Geoffrey E. Hill, an Auburn University professor who co-wrote that paper, told Al.com that the Alabama bird probably has that genetic mutation.

It is “a one in a million mutation,” said Hill, who added that he had never seen a live yellow cardinal in 40 years of birdwatching.

Another possible explanation, a National Audubon Society expert told the organization’s blog, is a dietary deficiency.

Rare though they are, yellow northern cardinals seem a bit more common with the advent of digital cameras and social media.

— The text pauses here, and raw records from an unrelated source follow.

use std::path::PathBuf;

use git2::{Status, StatusEntry};

use crate::{FileChange, FileStatus, GitError, Result};

use super::Repository;

impl Repository {
    /// Lists uncommitted changes: staged, unstaged and untracked files.
    ///
    /// # Errors
    ///
    /// Returns an error if the git status operation fails.
    pub fn working_tree_changes(&self) -> Result<Vec<FileChange>> {
        let mut options = git2::StatusOptions::new();
        options
            .include_untracked(true)
            .recurse_untracked_dirs(true)
            .include_ignored(false)
            .renames_head_to_index(true)
            .renames_index_to_workdir(true);

        let statuses = self.inner.statuses(Some(&mut options))?;

        let mut changes = Vec::new();
        for entry in statuses.iter() {
            let Some(status) = classify(entry.status()) else {
                continue;
            };

            let change = if status == FileStatus::Renamed {
                renamed_change(&entry)?
            } else {
                let path = entry.path().ok_or(GitError::MissingStatusPath)?;
                FileChange::new(PathBuf::from(path), status)
            };

            changes.push(change);
        }

        Ok(changes)
    }
}

fn classify(flags: Status) -> Option<FileStatus> {
    if flags.is_ignored() {
        return None;
    }
    if flags.intersects(Status::INDEX_DELETED | Status::WT_DELETED) {
        return Some(FileStatus::Deleted);
    }
    if flags.intersects(Status::INDEX_RENAMED | Status::WT_RENAMED) {
        return Some(FileStatus::Renamed);
    }
    if flags.contains(Status::INDEX_NEW) {
        return Some(FileStatus::Added);
    }
    if flags.contains(Status::WT_NEW) {
        return Some(FileStatus::Untracked);
    }
    if flags.intersects(
        Status::INDEX_MODIFIED
            | Status::WT_MODIFIED
            | Status::INDEX_TYPECHANGE
            | Status::WT_TYPECHANGE
            | Status::CONFLICTED,
    ) {
        return Some(FileStatus::Modified);
    }
    None
}

fn renamed_change(entry: &StatusEntry<'_>) -> Result<FileChange> {
    let delta = entry
        .head_to_index()
        .or_else(|| entry.index_to_workdir())
        .ok_or(GitError::MissingStatusPath)?;

    let new_path = delta
        .new_file()
        .path()
        .map(PathBuf::from)
        .ok_or(GitError::MissingStatusPath)?;

    let mut change = FileChange::new(new_path, FileStatus::Renamed);
    if let Some(old_path) = delta.old_file().path() {
        change = change.with_old_path(old_path.to_path_buf());
    }
    Ok(change)
}
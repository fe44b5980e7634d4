use classcopy_core::ReportCategory;

/// Receives the consolidated reports at the end of a batch.
pub trait ReportSink {
    fn publish(&mut self, category: ReportCategory, header: &str, detail: &str);
}
use std::path::PathBuf;
use thiserror::Error;

#[derive(Debug, Error)]
pub enum GitError {
    #[error("git operation failed")]
    Git(#[from] git2::Error),

    #[error("not a git repository: '{path}'")]
    NotARepository { path: PathBuf },

    #[error("repository at '{path}' has no working directory")]
    BareRepository { path: PathBuf },

    #[error("failed to resolve reference '{refspec}'")]
    RefNotFound { refspec: String },

    #[error("diff delta has no file path")]
    MissingDeltaPath,

    #[error("status entry has no valid UTF-8 path")]
    MissingStatusPath,
}
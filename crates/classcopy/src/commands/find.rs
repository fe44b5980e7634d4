use std::path::Path;

use classcopy_operations::operations::InspectOperation;
use classcopy_operations::providers::FileSystemLayoutProvider;

use super::FileArgs;
use crate::error::Result;
use crate::paths::absolute_file;

pub(crate) fn run(args: FileArgs, start_path: &Path) -> Result<()> {
    let file = absolute_file(&args.file)?;
    let operation =
        InspectOperation::new(FileSystemLayoutProvider::with_overrides(args.layout.overrides()));

    let output = operation.find(start_path, &file)?;

    print!(
        "{}",
        args.format
            .formatter()
            .format_find(&file, output.as_ref())?
    );
    Ok(())
}
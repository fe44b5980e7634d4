use std::path::Path;

use classcopy_operations::operations::InspectOperation;
use classcopy_operations::providers::FileSystemLayoutProvider;

use super::FileArgs;
use crate::error::Result;
use crate::paths::absolute_file;

pub(crate) fn run(args: FileArgs, start_path: &Path) -> Result<()> {
    let file = absolute_file(&args.file)?;
    let operation =
        InspectOperation::new(FileSystemLayoutProvider::with_overrides(args.layout.overrides()));

    let identity = operation.resolve(start_path, &file)?;

    print!(
        "{}",
        args.format
            .formatter()
            .format_identity(&file, identity.as_ref())?
    );
    Ok(())
}
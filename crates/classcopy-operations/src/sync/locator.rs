use std::fs::{self, FileType};
use std::io;
use std::path::{Path, PathBuf};

use classcopy_core::{ArtifactMatch, ArtifactNaming};
use thiserror::Error;
use tracing::{debug, warn};

/// Deepest directory level below the search directory that is visited.
pub const MAX_SEARCH_DEPTH: usize = 50;

#[derive(Debug, Error)]
#[error("cannot list build output directory '{path}'")]
pub struct DiscoveryFailed {
    pub path: PathBuf,
    #[source]
    pub source: io::Error,
}

/// Finds compiled artifacts for a source file under the build-output tree.
pub struct ArtifactLocator<'a, N: ?Sized> {
    naming: &'a N,
    max_depth: usize,
}

impl<'a, N> ArtifactLocator<'a, N>
where
    N: ArtifactNaming + ?Sized,
{
    #[must_use]
    pub fn new(naming: &'a N) -> Self {
        Self {
            naming,
            max_depth: MAX_SEARCH_DEPTH,
        }
    }

    #[must_use]
    pub fn with_max_depth(mut self, max_depth: usize) -> Self {
        self.max_depth = max_depth;
        self
    }

    /// Walks `output_root/package_dir` for artifacts of `base_name`.
    ///
    /// Symbolic links are not followed. Entries are visited in file-name order
    /// within each directory, and a nested directory that cannot be listed is
    /// skipped.
    ///
    /// # Errors
    ///
    /// Returns [`DiscoveryFailed`] if the search directory is missing or
    /// cannot be listed.
    pub fn find(
        &self,
        output_root: &Path,
        package_dir: &Path,
        base_name: &str,
    ) -> Result<Vec<ArtifactMatch>, DiscoveryFailed> {
        let search_dir = if package_dir.as_os_str().is_empty() {
            output_root.to_path_buf()
        } else {
            output_root.join(package_dir)
        };

        let entries = sorted_entries(&search_dir).map_err(|source| DiscoveryFailed {
            path: search_dir.clone(),
            source,
        })?;

        let mut matches = Vec::new();
        self.walk(entries, base_name, 1, &mut matches);

        debug!(
            dir = %search_dir.display(),
            base_name,
            count = matches.len(),
            "located artifacts"
        );
        Ok(matches)
    }

    fn walk(
        &self,
        entries: Vec<(PathBuf, FileType)>,
        base_name: &str,
        depth: usize,
        matches: &mut Vec<ArtifactMatch>,
    ) {
        for (path, file_type) in entries {
            if file_type.is_file() {
                if self.is_match(&path, base_name) {
                    matches.push(ArtifactMatch::new(path));
                }
            } else if file_type.is_dir() && depth < self.max_depth {
                match sorted_entries(&path) {
                    Ok(children) => self.walk(children, base_name, depth + 1, matches),
                    Err(error) => {
                        warn!(dir = %path.display(), %error, "skipping unreadable directory");
                    }
                }
            }
        }
    }

    fn is_match(&self, path: &Path, base_name: &str) -> bool {
        path.file_name()
            .and_then(|name| name.to_str())
            .is_some_and(|name| self.naming.is_artifact_of(base_name, name))
    }
}

fn sorted_entries(dir: &Path) -> io::Result<Vec<(PathBuf, FileType)>> {
    let mut entries = fs::read_dir(dir)?
        .map(|entry| {
            let entry = entry?;
            Ok((entry.path(), entry.file_type()?))
        })
        .collect::<io::Result<Vec<_>>>()?;
    entries.sort_by(|(a, _), (b, _)| a.file_name().cmp(&b.file_name()));
    Ok(entries)
}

A pair was spotted in Kentucky in 2011. Cindy Morgan, a Wynne, Arkansas, resident who commented on the Facebook post about the latest sighting, said one had visited her feeders in fall and winter for three years in a row.

Stephenson, understandably, says she would like her yellow visitor’s fans to confine their admiration to the internet. She told Al.com that she’s keeping her precise location secret to prevent birders – who are known to travel far and wide for a rare sighting – from flocking to her backyard.